╔══

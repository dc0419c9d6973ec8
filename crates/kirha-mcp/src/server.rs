use std::sync::Arc;

use async_trait::async_trait;
use serde_json::Value;

use crate::jsonrpc::{
    JsonRpcError, JsonRpcId, JsonRpcMessage, JsonRpcNotification, JsonRpcRequest, JsonRpcResponse,
};
use crate::types::{
    CallToolParams, CallToolResult, InitializeParams, InitializeResult, ListToolsParams,
    ListToolsResult, McpServerInfo,
};
use crate::{PROTOCOL_VERSION_2025_06_18, PROTOCOL_VERSION_LATEST};

/// Per-request transport context.
///
/// The streamable HTTP transport lets a caller override the configured
/// upstream credential with the `x-kirha-api-key` header; stdio has no
/// per-request headers and always uses the default context.
#[derive(Debug, Clone, Default)]
pub struct RequestContext {
    pub api_key_override: Option<String>,
}

#[async_trait]
pub trait McpHandler: Send + Sync {
    async fn list_tools(&self, params: ListToolsParams) -> anyhow::Result<ListToolsResult>;
    async fn call_tool(
        &self,
        ctx: &RequestContext,
        params: CallToolParams,
    ) -> anyhow::Result<CallToolResult>;
}

#[derive(Debug, Clone)]
pub struct McpServerConfig {
    pub server_info: McpServerInfo,
    pub instructions: Option<String>,
    pub capabilities: Value,
    pub supported_protocol_versions: Vec<String>,
}

impl McpServerConfig {
    pub fn default_for_binary(name: &str, version: &str) -> Self {
        Self {
            server_info: McpServerInfo {
                name: name.to_string(),
                version: version.to_string(),
            },
            instructions: None,
            capabilities: serde_json::json!({
                "tools": {
                    "listChanged": false
                }
            }),
            supported_protocol_versions: vec![
                PROTOCOL_VERSION_LATEST.to_string(),
                PROTOCOL_VERSION_2025_06_18.to_string(),
            ],
        }
    }

    fn negotiate_protocol(&self, requested: &str) -> String {
        if self
            .supported_protocol_versions
            .iter()
            .any(|v| v == requested)
        {
            requested.to_string()
        } else {
            PROTOCOL_VERSION_LATEST.to_string()
        }
    }
}

#[derive(Debug, Copy, Clone, PartialEq, Eq)]
enum ConnState {
    New,
    InitResponded,
    Ready,
}

/// MCP server connection state machine (lifecycle enforcement + method routing).
pub struct McpConnection {
    cfg: McpServerConfig,
    handler: Arc<dyn McpHandler>,
    state: ConnState,
    protocol_version: Option<String>,
}

impl McpConnection {
    pub fn new(cfg: McpServerConfig, handler: Arc<dyn McpHandler>) -> Self {
        Self {
            cfg,
            handler,
            state: ConnState::New,
            protocol_version: None,
        }
    }

    /// A connection that skips the lifecycle gate.
    ///
    /// Used by the stateless HTTP transport, where each POST gets a one-shot
    /// connection and there is no handshake to carry state across requests.
    pub fn new_ready(cfg: McpServerConfig, handler: Arc<dyn McpHandler>) -> Self {
        Self {
            cfg,
            handler,
            state: ConnState::Ready,
            protocol_version: Some(PROTOCOL_VERSION_LATEST.to_string()),
        }
    }

    pub fn protocol_version(&self) -> Option<&str> {
        self.protocol_version.as_deref()
    }

    /// Handle a single JSON-RPC message.
    ///
    /// Returns `Some(response)` for requests, `None` for notifications or ignored messages.
    pub async fn handle_message(
        &mut self,
        ctx: &RequestContext,
        msg: JsonRpcMessage,
    ) -> Option<JsonRpcResponse> {
        match msg {
            JsonRpcMessage::Request(req) => Some(self.handle_request(ctx, req).await),
            JsonRpcMessage::Notification(n) => {
                self.handle_notification(n).await;
                None
            }
            JsonRpcMessage::Response(_) => None,
        }
    }

    fn invalid_request(id: JsonRpcId, message: impl Into<String>) -> JsonRpcResponse {
        JsonRpcResponse::err(
            id,
            JsonRpcError {
                code: -32600,
                message: message.into(),
                data: None,
            },
        )
    }

    fn method_not_found(id: JsonRpcId) -> JsonRpcResponse {
        JsonRpcResponse::err(
            id,
            JsonRpcError {
                code: -32601,
                message: "method not found".to_string(),
                data: None,
            },
        )
    }

    fn invalid_params(id: JsonRpcId, detail: String) -> JsonRpcResponse {
        JsonRpcResponse::err(
            id,
            JsonRpcError {
                code: -32602,
                message: "invalid params".to_string(),
                data: Some(serde_json::json!({ "detail": detail })),
            },
        )
    }

    fn internal_error(id: JsonRpcId, detail: String) -> JsonRpcResponse {
        JsonRpcResponse::err(
            id,
            JsonRpcError {
                code: -32603,
                message: "internal error".to_string(),
                data: Some(serde_json::json!({ "detail": detail })),
            },
        )
    }

    fn not_initialized(id: JsonRpcId) -> JsonRpcResponse {
        JsonRpcResponse::err(
            id,
            JsonRpcError {
                code: -32002,
                message: "not initialized".to_string(),
                data: None,
            },
        )
    }

    async fn handle_request(&mut self, ctx: &RequestContext, req: JsonRpcRequest) -> JsonRpcResponse {
        if req.jsonrpc != "2.0" {
            return Self::invalid_request(req.id, "invalid jsonrpc version");
        }

        match req.method.as_str() {
            "initialize" => self.handle_initialize(req).await,
            "ping" => {
                // Allow ping in any state.
                JsonRpcResponse::ok(req.id, serde_json::json!({}))
            }
            "tools/list" => {
                if self.state != ConnState::Ready {
                    return Self::not_initialized(req.id);
                }
                let params = match req.params {
                    Some(v) => {
                        serde_json::from_value::<ListToolsParams>(v).map_err(|e| e.to_string())
                    }
                    None => Ok(ListToolsParams::default()),
                };
                let params = match params {
                    Ok(p) => p,
                    Err(e) => return Self::invalid_params(req.id, e),
                };

                match self.handler.list_tools(params).await {
                    Ok(res) => JsonRpcResponse::ok(
                        req.id,
                        serde_json::to_value(res).unwrap_or(Value::Null),
                    ),
                    Err(e) => Self::internal_error(req.id, e.to_string()),
                }
            }
            "tools/call" => {
                if self.state != ConnState::Ready {
                    return Self::not_initialized(req.id);
                }
                let Some(v) = req.params else {
                    return Self::invalid_params(req.id, "missing params".to_string());
                };
                let params = match serde_json::from_value::<CallToolParams>(v) {
                    Ok(p) => p,
                    Err(e) => return Self::invalid_params(req.id, e.to_string()),
                };

                match self.handler.call_tool(ctx, params).await {
                    Ok(res) => JsonRpcResponse::ok(
                        req.id,
                        serde_json::to_value(res).unwrap_or(Value::Null),
                    ),
                    Err(e) => Self::internal_error(req.id, e.to_string()),
                }
            }
            _ => Self::method_not_found(req.id),
        }
    }

    async fn handle_initialize(&mut self, req: JsonRpcRequest) -> JsonRpcResponse {
        if self.state != ConnState::New {
            return Self::invalid_request(req.id, "already initialized");
        }

        let Some(params) = req.params else {
            return Self::invalid_params(req.id, "missing params".to_string());
        };

        let init: InitializeParams = match serde_json::from_value(params) {
            Ok(p) => p,
            Err(e) => return Self::invalid_params(req.id, e.to_string()),
        };

        let negotiated = self.cfg.negotiate_protocol(&init.protocol_version);
        self.protocol_version = Some(negotiated.clone());
        self.state = ConnState::InitResponded;

        let result = InitializeResult {
            protocol_version: negotiated,
            capabilities: self.cfg.capabilities.clone(),
            server_info: self.cfg.server_info.clone(),
            instructions: self.cfg.instructions.clone(),
        };

        JsonRpcResponse::ok(req.id, serde_json::to_value(result).unwrap_or(Value::Null))
    }

    async fn handle_notification(&mut self, n: JsonRpcNotification) {
        if n.jsonrpc != "2.0" {
            return;
        }

        if n.method.as_str() == "notifications/initialized"
            && self.state == ConnState::InitResponded
        {
            self.state = ConnState::Ready;
        }
    }

    pub fn make_initialized_notification() -> JsonRpcNotification {
        JsonRpcNotification::new("notifications/initialized", None)
    }
}

/// Whether a message is an `initialize` request — the only message allowed to
/// start a new HTTP session.
pub fn is_initialize_request(msg: &JsonRpcMessage) -> bool {
    matches!(msg, JsonRpcMessage::Request(req) if req.method == "initialize")
}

╚══

#### GOAL OF THE EXERCISE
If a line of the listing contains "requested", count it; state the final number and nothing more.

#### SOLUTION
3